# Some Cute Math

Back before my now-ended blogging hiatus, the server machinery that keeps ScienceBlogs running was not so snazzy as it is now. Now it’s running a WordPress implementation that includes LaTeX support. LaTeX is a free environment for (among other things) typesetting mathematics. Let’s give it a test run:

$3 = \sqrt{6+\sqrt{6+\sqrt{6+\cdots}}}$

I actually came across the above expression in a Mathematica book, which used it as an example of how Mathematica could do typesetting. It didn’t include anything other than the expression – no proof or anything else.

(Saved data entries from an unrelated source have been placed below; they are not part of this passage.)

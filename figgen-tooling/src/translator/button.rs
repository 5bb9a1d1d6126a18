//! Text button extraction.
//!
//! A text button component must contain a `TEXT` node, a `RECTANGLE` node
//! and a node named `buttonShape`. Only the first fill/stroke of each paint
//! list is read, and a single corner radius is taken for all four corners.

use figgen_client::matcher::find_first;
use figgen_client::{Node, NodeKind, Paint, Rect, Rgba};
use serde::Serialize;

use super::TranslateError;

/// Name of the node whose geometry supplies the corner radius.
pub const BUTTON_SHAPE_NAME: &str = "buttonShape";

/// Radii above this are an upstream artifact and treated as zero.
pub const CORNER_RADIUS_SENTINEL: f64 = 99999.0;

#[derive(Debug, Clone, PartialEq, Serialize)]
pub struct Font {
    pub name: Option<String>,
    pub size: Option<f64>,
}

/// RGBA color with channels in `[0, 1]`.
#[derive(Debug, Clone, Copy, PartialEq, Serialize)]
pub struct Color {
    pub r: f64,
    pub g: f64,
    pub b: f64,
    pub a: f64,
}

impl From<Rgba> for Color {
    fn from(rgba: Rgba) -> Self {
        Self {
            r: rgba.r,
            g: rgba.g,
            b: rgba.b,
            a: rgba.a,
        }
    }
}

#[derive(Debug, Clone, Copy, PartialEq, Default, Serialize)]
pub struct Insets {
    pub top: f64,
    pub left: f64,
    pub right: f64,
    pub bottom: f64,
}

impl Insets {
    /// Per-edge distance between an outer box and a box nested inside it.
    pub fn between(outer: &Rect, inner: &Rect) -> Self {
        Self {
            top: (outer.y - inner.y).abs(),
            left: (outer.x - inner.x).abs(),
            right: (outer.right() - inner.right()).abs(),
            bottom: (outer.bottom() - inner.bottom()).abs(),
        }
    }
}

/// Template data for one text button.
#[derive(Debug, Clone, PartialEq, Serialize)]
#[serde(rename_all = "camelCase")]
pub struct ButtonConfig {
    pub keyword: String,
    pub title: Option<String>,
    pub font: Option<Font>,
    pub text_color: Option<Color>,
    pub bg_color: Option<Color>,
    pub border_color: Option<Color>,
    pub border_width: Option<f64>,
    pub corner_radius: Option<f64>,
    pub insets: Insets,
}

fn require<'a>(node: &'a Node, kind_or_name: &str) -> Result<&'a Node, TranslateError> {
    find_first(node, kind_or_name).ok_or_else(|| TranslateError::MissingDescendant {
        expected: kind_or_name.to_string(),
        within: node.name.clone(),
    })
}

fn bounding_box(node: &Node) -> Result<&Rect, TranslateError> {
    node.absolute_bounding_box
        .as_ref()
        .ok_or_else(|| TranslateError::MissingBoundingBox {
            node: node.name.clone(),
        })
}

fn first_color(paints: &[Paint]) -> Option<Color> {
    paints.first()?.color.map(Color::from)
}

/// First per-corner radius of `shape`, with the sentinel clamped and zero
/// dropped.
pub fn corner_radius(shape: &Node) -> Option<f64> {
    let radius = shape.rectangle_corner_radii.as_ref()?.first().copied()?;
    let radius = if radius > CORNER_RADIUS_SENTINEL {
        0.0
    } else {
        radius
    };
    (radius != 0.0 && !radius.is_nan()).then_some(radius)
}

pub(crate) fn translate_text_button(
    node: &Node,
    keyword: &str,
) -> Result<ButtonConfig, TranslateError> {
    let text = require(node, NodeKind::Text.as_str())?;
    let rectangle = require(node, NodeKind::Rectangle.as_str())?;
    let shape = require(node, BUTTON_SHAPE_NAME)?;

    let insets = Insets::between(bounding_box(node)?, bounding_box(text)?);

    let font = text.style.as_ref().map(|style| Font {
        name: style.font_post_script_name.clone(),
        size: style.font_size,
    });

    Ok(ButtonConfig {
        keyword: keyword.to_string(),
        title: text.characters.clone(),
        font,
        text_color: first_color(&text.fills),
        bg_color: first_color(&rectangle.fills),
        border_color: first_color(&rectangle.strokes),
        border_width: rectangle.stroke_weight,
        corner_radius: corner_radius(shape),
        insets,
    })
}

We might as well test it out to see if it’s true. First, take a pocket calculator and start with the number 6. Take the square root and get (2.44949…). Add 6, and get (8.44949…). Take the square root and get (2.9068…). Add 6 and take the square root and get 2.98443…

Keep going and it sure looks like you’re closing in on 3, which is a good sign. But that’s not a proof. We could make our train of thought more systematic. We’re talking about a sequence of numbers $S_n$, where each $S_n$ in the sequence is given by the definition:

$S_{1} = \sqrt{6}$
$S_{n+1} = \sqrt{6 + S_n}$

Well, if this sequence converges, we’re just saying that each successive $S_{n}$ starts to close in on the final result $S$.

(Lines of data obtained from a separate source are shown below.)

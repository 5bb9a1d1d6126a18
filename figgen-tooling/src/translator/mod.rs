//! Node → component config translation.
//!
//! Each candidate node is tagged with a keyword and handed to the component
//! that owns that keyword. Tagging follows two rules that pull in opposite
//! directions, and both are kept as observed behavior:
//!
//! - when several keywords match a node name, the last declared one wins;
//! - when a keyword already produced a config in this run, later nodes with
//!   the same keyword are skipped, so the first translated node wins.
//!
//! A component that cannot find a required descendant fails the whole
//! translation, not just the offending node.

mod button;

pub use button::{
    corner_radius, ButtonConfig, Color, Font, Insets, BUTTON_SHAPE_NAME, CORNER_RADIUS_SENTINEL,
};

use figgen_client::{KeywordSet, Node};
use serde::Serialize;
use tracing::{debug, warn};

/// Component types the generator knows how to translate.
#[derive(Debug, Clone, Copy, PartialEq, Eq, Hash)]
pub enum ComponentKind {
    TextButton,
}

impl ComponentKind {
    pub const ALL: &'static [ComponentKind] = &[ComponentKind::TextButton];

    /// Component owning `keyword`, if any.
    pub fn from_keyword(keyword: &str) -> Option<Self> {
        Self::ALL.iter().copied().find(|kind| kind.keyword() == keyword)
    }

    pub fn keyword(&self) -> &'static str {
        match self {
            Self::TextButton => "textButton",
        }
    }

    /// Name of the generated file; the template is `<name>.tera`.
    pub fn template_name(&self) -> &'static str {
        match self {
            Self::TextButton => "TextButton.swift",
        }
    }

    pub fn translate(&self, node: &Node) -> Result<ComponentConfig, TranslateError> {
        match self {
            Self::TextButton => {
                button::translate_text_button(node, self.keyword()).map(ComponentConfig::TextButton)
            }
        }
    }
}

/// Template data produced for one matched node.
#[derive(Debug, Clone, PartialEq, Serialize)]
#[serde(untagged)]
pub enum ComponentConfig {
    TextButton(ButtonConfig),
}

impl ComponentConfig {
    pub fn kind(&self) -> ComponentKind {
        match self {
            Self::TextButton(_) => ComponentKind::TextButton,
        }
    }

    pub fn keyword(&self) -> &str {
        match self {
            Self::TextButton(config) => &config.keyword,
        }
    }

    pub fn template_name(&self) -> &'static str {
        self.kind().template_name()
    }
}

#[derive(Debug, Clone, PartialEq, thiserror::Error)]
pub enum TranslateError {
    #[error("no {expected} node within {within}")]
    MissingDescendant { expected: String, within: String },
    #[error("no absoluteBoundingBox on node {node}")]
    MissingBoundingBox { node: String },
}

/// Translate candidate nodes into at most one config per keyword.
pub fn translate(
    nodes: &[Node],
    keywords: &KeywordSet,
) -> Result<Vec<ComponentConfig>, TranslateError> {
    let mut configs: Vec<ComponentConfig> = Vec::new();

    for node in nodes {
        let Some(keyword) = keywords.last_match(&node.name) else {
            debug!(name = %node.name, "No keyword matches node, skipping");
            continue;
        };

        if configs.iter().any(|config| config.keyword() == keyword) {
            debug!(name = %node.name, keyword, "Keyword already translated, skipping");
            continue;
        }

        let Some(kind) = ComponentKind::from_keyword(keyword) else {
            warn!(name = %node.name, keyword, "No component handles keyword");
            continue;
        };

        let config = kind.translate(node)?;
        debug!(name = %node.name, keyword, "Translated node");
        configs.push(config);
    }

    Ok(configs)
}
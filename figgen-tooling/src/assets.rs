//! Template asset discovery and copying.
//!
//! Assets are located by matching a regular expression against entry names
//! (not full paths) under a template root.

use std::path::{Path, PathBuf};

use regex::Regex;
use tracing::debug;
use walkdir::WalkDir;

#[derive(Debug, thiserror::Error)]
pub enum AssetError {
    #[error("invalid asset pattern '{pattern}': {source}")]
    Pattern {
        pattern: String,
        source: regex::Error,
    },
    #[error("no '{pattern}' under {dir}")]
    NotFound { pattern: String, dir: PathBuf },
    #[error("failed to walk {dir}: {source}")]
    Walk {
        dir: PathBuf,
        source: walkdir::Error,
    },
    #[error("failed to copy {from} to {to}: {source}")]
    Copy {
        from: PathBuf,
        to: PathBuf,
        source: std::io::Error,
    },
}

/// Filter applied to search hits.
#[derive(Debug, Clone, Copy, PartialEq, Eq)]
pub enum EntryKind {
    Any,
    Dir,
    File,
}

impl EntryKind {
    fn accepts(self, path: &Path) -> bool {
        match self {
            Self::Any => true,
            Self::Dir => path.is_dir(),
            Self::File => path.is_file(),
        }
    }
}

/// Entries under `dir` whose name matches `pattern`, in sorted walk order.
///
/// A missing or non-directory `dir` yields no hits.
pub fn search(
    dir: &Path,
    pattern: &str,
    recursive: bool,
    kind: EntryKind,
) -> Result<Vec<PathBuf>, AssetError> {
    let regex = Regex::new(pattern).map_err(|e| AssetError::Pattern {
        pattern: pattern.to_string(),
        source: e,
    })?;

    if !dir.is_dir() {
        return Ok(Vec::new());
    }

    let mut walker = WalkDir::new(dir).min_depth(1).sort_by_file_name();
    if !recursive {
        walker = walker.max_depth(1);
    }

    let mut found = Vec::new();
    for entry in walker {
        let entry = entry.map_err(|e| AssetError::Walk {
            dir: dir.to_path_buf(),
            source: e,
        })?;
        let name = entry.file_name().to_string_lossy();
        if regex.is_match(&name) && kind.accepts(entry.path()) {
            found.push(entry.into_path());
        }
    }
    Ok(found)
}

fn find_first(dir: &Path, pattern: &str, kind: EntryKind) -> Result<PathBuf, AssetError> {
    search(dir, pattern, true, kind)?
        .into_iter()
        .next()
        .ok_or_else(|| AssetError::NotFound {
            pattern: pattern.to_string(),
            dir: dir.to_path_buf(),
        })
}

/// First directory under `dir` (at any depth) whose name matches `pattern`.
pub fn find_dir(dir: &Path, pattern: &str) -> Result<PathBuf, AssetError> {
    find_first(dir, pattern, EntryKind::Dir)
}

/// First file under `dir` (at any depth) whose name matches `pattern`.
pub fn find_file(dir: &Path, pattern: &str) -> Result<PathBuf, AssetError> {
    find_first(dir, pattern, EntryKind::File)
}

/// Pattern matching exactly the file or directory `name`.
pub fn exact_name_pattern(name: &str) -> String {
    format!("^{}$", regex::escape(name))
}

/// Copy the tree under `from` into `to`, overwriting files that exist.
/// Returns the number of files copied.
pub fn copy_dir(from: &Path, to: &Path) -> Result<usize, AssetError> {
    let copy_err = |source: std::io::Error| AssetError::Copy {
        from: from.to_path_buf(),
        to: to.to_path_buf(),
        source,
    };

    std::fs::create_dir_all(to).map_err(copy_err)?;

    let mut copied = 0;
    for entry in WalkDir::new(from).min_depth(1).sort_by_file_name() {
        let entry = entry.map_err(|e| AssetError::Walk {
            dir: from.to_path_buf(),
            source: e,
        })?;
        let Ok(relative) = entry.path().strip_prefix(from) else {
            continue;
        };
        let target = to.join(relative);

        if entry.file_type().is_dir() {
            std::fs::create_dir_all(&target).map_err(copy_err)?;
        } else {
            std::fs::copy(entry.path(), &target).map_err(copy_err)?;
            copied += 1;
        }
    }

    debug!(from = %from.display(), to = %to.display(), copied, "Copied asset directory");
    Ok(copied)
}
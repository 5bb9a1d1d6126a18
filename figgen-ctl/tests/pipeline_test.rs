//! End-to-end pipeline run against the bundled templates.
//!
//! The document comes from a snapshot file, so no network is involved.

use std::fs;
use std::path::{Path, PathBuf};

use figgen_client::{KeywordSet, NodeKind};
use figgen_ctl::{GenerateConfig, Pipeline, SourceSettings};
use serde_json::json;

fn bundled_templates() -> PathBuf {
    Path::new(env!("CARGO_MANIFEST_DIR")).join("../templates")
}

fn button_document(name: &str, radius: f64) -> serde_json::Value {
    json!({
        "name": "Design System",
        "lastModified": "2024-01-01T00:00:00Z",
        "document": {
            "id": "0:0", "name": "Document", "type": "DOCUMENT",
            "children": [{
                "id": "0:1", "name": "Buttons", "type": "CANVAS",
                "children": [{
                    "id": "1:1", "name": name, "type": "COMPONENT",
                    "absoluteBoundingBox": { "x": 0, "y": 0, "width": 100, "height": 50 },
                    "children": [
                        { "id": "1:2", "name": "background", "type": "RECTANGLE",
                          "strokeWeight": 2,
                          "fills": [{ "type": "SOLID", "color": { "r": 0.2, "g": 0.4, "b": 0.8, "a": 1 } }],
                          "strokes": [{ "type": "SOLID", "color": { "r": 0, "g": 0, "b": 0, "a": 1 } }] },
                        { "id": "1:3", "name": "buttonShape", "type": "VECTOR",
                          "rectangleCornerRadii": [radius, radius, radius, radius] },
                        { "id": "1:4", "name": "label", "type": "TEXT", "characters": "Submit",
                          "style": { "fontPostScriptName": "Roboto-Bold", "fontSize": 14 },
                          "fills": [{ "type": "SOLID", "color": { "r": 1, "g": 1, "b": 1, "a": 1 } }],
                          "absoluteBoundingBox": { "x": 10, "y": 15, "width": 70, "height": 20 } }
                    ]
                }]
            }]
        }
    })
}

fn snapshot_config(work: &Path, document: serde_json::Value) -> GenerateConfig {
    let snapshot = work.join("input.json");
    fs::write(&snapshot, document.to_string()).unwrap();
    GenerateConfig {
        source: SourceSettings::Snapshot(snapshot),
        template_dir: bundled_templates(),
        output_dir: work.join("generated"),
        keywords: KeywordSet::new(["textButton"]).unwrap(),
        node_kind: NodeKind::Component,
        write_snapshot: true,
    }
}

fn component_files(dir: &Path) -> Vec<PathBuf> {
    let mut files: Vec<PathBuf> = fs::read_dir(dir)
        .unwrap()
        .map(|entry| entry.unwrap().path())
        .collect();
    files.sort();
    files
}

#[tokio::test]
async fn test_text_button_end_to_end() {
    let work = tempfile::tempdir().unwrap();
    let config = snapshot_config(work.path(), button_document("textButton_primary", 8.0));

    let report = Pipeline::new(config).unwrap().run().await.unwrap();

    let out = work.path().join("generated");
    let components = component_files(&out.join("components"));
    assert_eq!(components, vec![out.join("components/TextButton.swift")]);
    assert_eq!(report.components, components);

    let rendered = fs::read_to_string(&components[0]).unwrap();
    assert!(rendered.contains("struct TextButton: View"));
    assert!(rendered.contains(r#"title: "Submit""#));
    assert!(rendered.contains(r#"font: .custom("Roboto-Bold", size: 14"#));
    assert!(rendered.contains("borderWidth: 2"));
    assert!(rendered.contains("cornerRadius: 8"));
    assert!(rendered.contains("EdgeInsets(top: 15"));
    assert!(rendered.contains("leading: 10"));
    assert!(rendered.contains("bottom: 15"));
    assert!(rendered.contains("trailing: 20"));

    assert!(out.join("models/ButtonConfig.swift").is_file());
    assert!(out.join("figma.json").is_file());
}

#[tokio::test]
async fn test_sentinel_radius_renders_zero() {
    let work = tempfile::tempdir().unwrap();
    let config = snapshot_config(work.path(), button_document("textButton_primary", 150000.0));

    Pipeline::new(config).unwrap().run().await.unwrap();

    let rendered =
        fs::read_to_string(work.path().join("generated/components/TextButton.swift")).unwrap();
    assert!(rendered.contains("cornerRadius: 0,"));
}

#[tokio::test]
async fn test_snapshot_round_trips_through_second_run() {
    let work = tempfile::tempdir().unwrap();
    let config = snapshot_config(work.path(), button_document("textButton_primary", 8.0));
    Pipeline::new(config.clone()).unwrap().run().await.unwrap();

    // Feed the persisted document back in as the source.
    let persisted = work.path().join("generated/figma.json");
    let second = GenerateConfig {
        source: SourceSettings::Snapshot(persisted.clone()),
        ..config
    };
    let report = Pipeline::new(second).unwrap().run().await.unwrap();
    assert_eq!(report.components.len(), 1);
    assert!(persisted.is_file());
}

#[tokio::test]
async fn test_unmatched_document_renders_nothing() {
    let work = tempfile::tempdir().unwrap();
    let config = snapshot_config(work.path(), button_document("iconButton_primary", 8.0));

    let report = Pipeline::new(config).unwrap().run().await.unwrap();
    assert_eq!(report.matched_nodes, 0);
    assert!(report.components.is_empty());
    assert!(component_files(&work.path().join("generated/components")).is_empty());
}

#[tokio::test]
async fn test_title_is_escaped_for_swift() {
    let work = tempfile::tempdir().unwrap();
    let mut document = button_document("textButton_primary", 8.0);
    document["document"]["children"][0]["children"][0]["children"][2]["characters"] =
        json!("Say \"hi\"\nnow \\o/");
    let config = snapshot_config(work.path(), document);

    Pipeline::new(config).unwrap().run().await.unwrap();

    let rendered =
        fs::read_to_string(work.path().join("generated/components/TextButton.swift")).unwrap();
    assert!(rendered.contains(r#"title: "Say \"hi\"\nnow \\o/","#));
}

$\displaystyle \lim_{n \to \infty}S_{n} = S$

So the defining relationship becomes:

$S = \sqrt{6 + S}$

Which we can solve by inspection (or by algebra, if you prefer): $S = 3$.

Now notice that I said this logic was valid if and only if the sequence converges. Does it? Yes, but I’ll leave proving it as a challenge for people who’re looking for Calc 2 practice problems.

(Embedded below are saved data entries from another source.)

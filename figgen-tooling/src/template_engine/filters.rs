//! Custom Tera filters.
//!
//! `swift_string` escapes text for the inside of a Swift string literal.
//! The case filters rename keywords into identifiers; the bundled template
//! only needs `pascal_case`, the others are there for custom templates.

use std::collections::HashMap;

use heck::{ToLowerCamelCase, ToPascalCase, ToSnakeCase};
use tera::{Result, Value};

pub(crate) fn snake_case(value: &Value, _args: &HashMap<String, Value>) -> Result<Value> {
    let s = value
        .as_str()
        .ok_or_else(|| tera::Error::msg("snake_case filter expects a string"))?;
    Ok(Value::String(s.to_snake_case()))
}

pub(crate) fn pascal_case(value: &Value, _args: &HashMap<String, Value>) -> Result<Value> {
    let s = value
        .as_str()
        .ok_or_else(|| tera::Error::msg("pascal_case filter expects a string"))?;
    Ok(Value::String(s.to_pascal_case()))
}

pub(crate) fn camel_case(value: &Value, _args: &HashMap<String, Value>) -> Result<Value> {
    let s = value
        .as_str()
        .ok_or_else(|| tera::Error::msg("camel_case filter expects a string"))?;
    Ok(Value::String(s.to_lower_camel_case()))
}

/// Escape `value` for use between the quotes of a Swift string literal.
pub(crate) fn swift_string(value: &Value, _args: &HashMap<String, Value>) -> Result<Value> {
    let s = value
        .as_str()
        .ok_or_else(|| tera::Error::msg("swift_string filter expects a string"))?;
    let mut escaped = String::with_capacity(s.len());
    for c in s.chars() {
        match c {
            '\\' => escaped.push_str("\\\\"),
            '"' => escaped.push_str("\\\""),
            '\n' => escaped.push_str("\\n"),
            '\r' => escaped.push_str("\\r"),
            '\t' => escaped.push_str("\\t"),
            '\0' => escaped.push_str("\\0"),
            c if c.is_control() => escaped.push_str(&format!("\\u{{{:x}}}", c as u32)),
            c => escaped.push(c),
        }
    }
    Ok(Value::String(escaped))
}

#[cfg(test)]
mod tests {
    use super::*;

    fn apply(filter: fn(&Value, &HashMap<String, Value>) -> Result<Value>, input: &str) -> String {
        let val = Value::String(input.to_string());
        let args = HashMap::new();
        filter(&val, &args).unwrap().as_str().unwrap().to_string()
    }

    #[test]
    fn test_snake_case() {
        assert_eq!(apply(snake_case, "textButton"), "text_button");
        assert_eq!(apply(snake_case, "TextButton"), "text_button");
    }

    #[test]
    fn test_pascal_case() {
        assert_eq!(apply(pascal_case, "textButton"), "TextButton");
        assert_eq!(apply(pascal_case, "text_button"), "TextButton");
    }

    #[test]
    fn test_camel_case() {
        assert_eq!(apply(camel_case, "TextButton"), "textButton");
        assert_eq!(apply(camel_case, "text-button"), "textButton");
    }

    #[test]
    fn test_swift_string() {
        assert_eq!(apply(swift_string, "Submit"), "Submit");
        assert_eq!(
            apply(swift_string, "Say \"hi\"\nnow \\o/"),
            r#"Say \"hi\"\nnow \\o/"#
        );
        assert_eq!(apply(swift_string, "a\tb\r"), r"a\tb\r");
        assert_eq!(apply(swift_string, "bell\u{7}"), r"bell\u{7}");
        assert_eq!(apply(swift_string, "Café ✓"), "Café ✓");
    }

    #[test]
    fn test_filter_rejects_non_string() {
        let val = Value::Number(42.into());
        let args = HashMap::new();
        assert!(pascal_case(&val, &args).is_err());
    }
}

Hey, that wasn’t bad. This post took me massively less time than it would have back when I had to generate each equation image separately and upload it to the website – especially if I discovered a typo. I’m not sure if LaTeX works in comments, but if you’d like to give it a shot the WordPress-specific syntax is here. (Also for new readers: I put math posts in the Physical Science category because ScienceBlogs doesn’t have a dedicated math category.)

1. #1 david
September 14, 2012

nice.

by induction, S(n+1) is < 3, and so the sequence is bounded above. it's non-decreasing. therefore…

2. #2 Eric Lund
September 14, 2012

You can generate a similar series for any positive integer greater than 1: if the desired limit is n, then the number in the radical is n(n-1). Which means, for instance, that (LaTeX experiment follows) $2 = \sqrt{2 + \sqrt{2 + \dots}}$. (In case that didn’t work: for n = 2 the number in the radical is 2.)

It clearly fails for n = 1, because every term in the sequence is 0, but it works for n = 0 for the same reason.

Generalizing to the real numbers, it works for all n > 1, and fails for all n < 0 (if you restrict yourself to positive square roots). The range 0 < n < 1 is tricky because you are dealing with square roots of complex numbers.

3. #3 Matt Springer
September 14, 2012

Hey, LaTeX does work in the comments!

Another version of Eric’s argument is this: we know these expressions satisfy $S = \sqrt{n + S}$, and so we can generate the appropriate n by picking an S and calculating n via $S^2 - S = n$.

4. #4 Jon Wharf
September 14, 2012

or vice versa: we can solve for S, given n(>0):
$S = \frac{1+\sqrt{1+4n}}{2}$

For the better-behaved sequence case arising when taking $S_1=1$, we can allow $n \geq -0.25$ as expected from the quadratic solution (which takes us to the minimum of $S^2-S$) – even though that doesn’t look pretty in the original formulation.

5. #5 Tualha
October 5, 2012

I wonder if $\LaTeX$ works in the comments? Or $\LaTeXe$?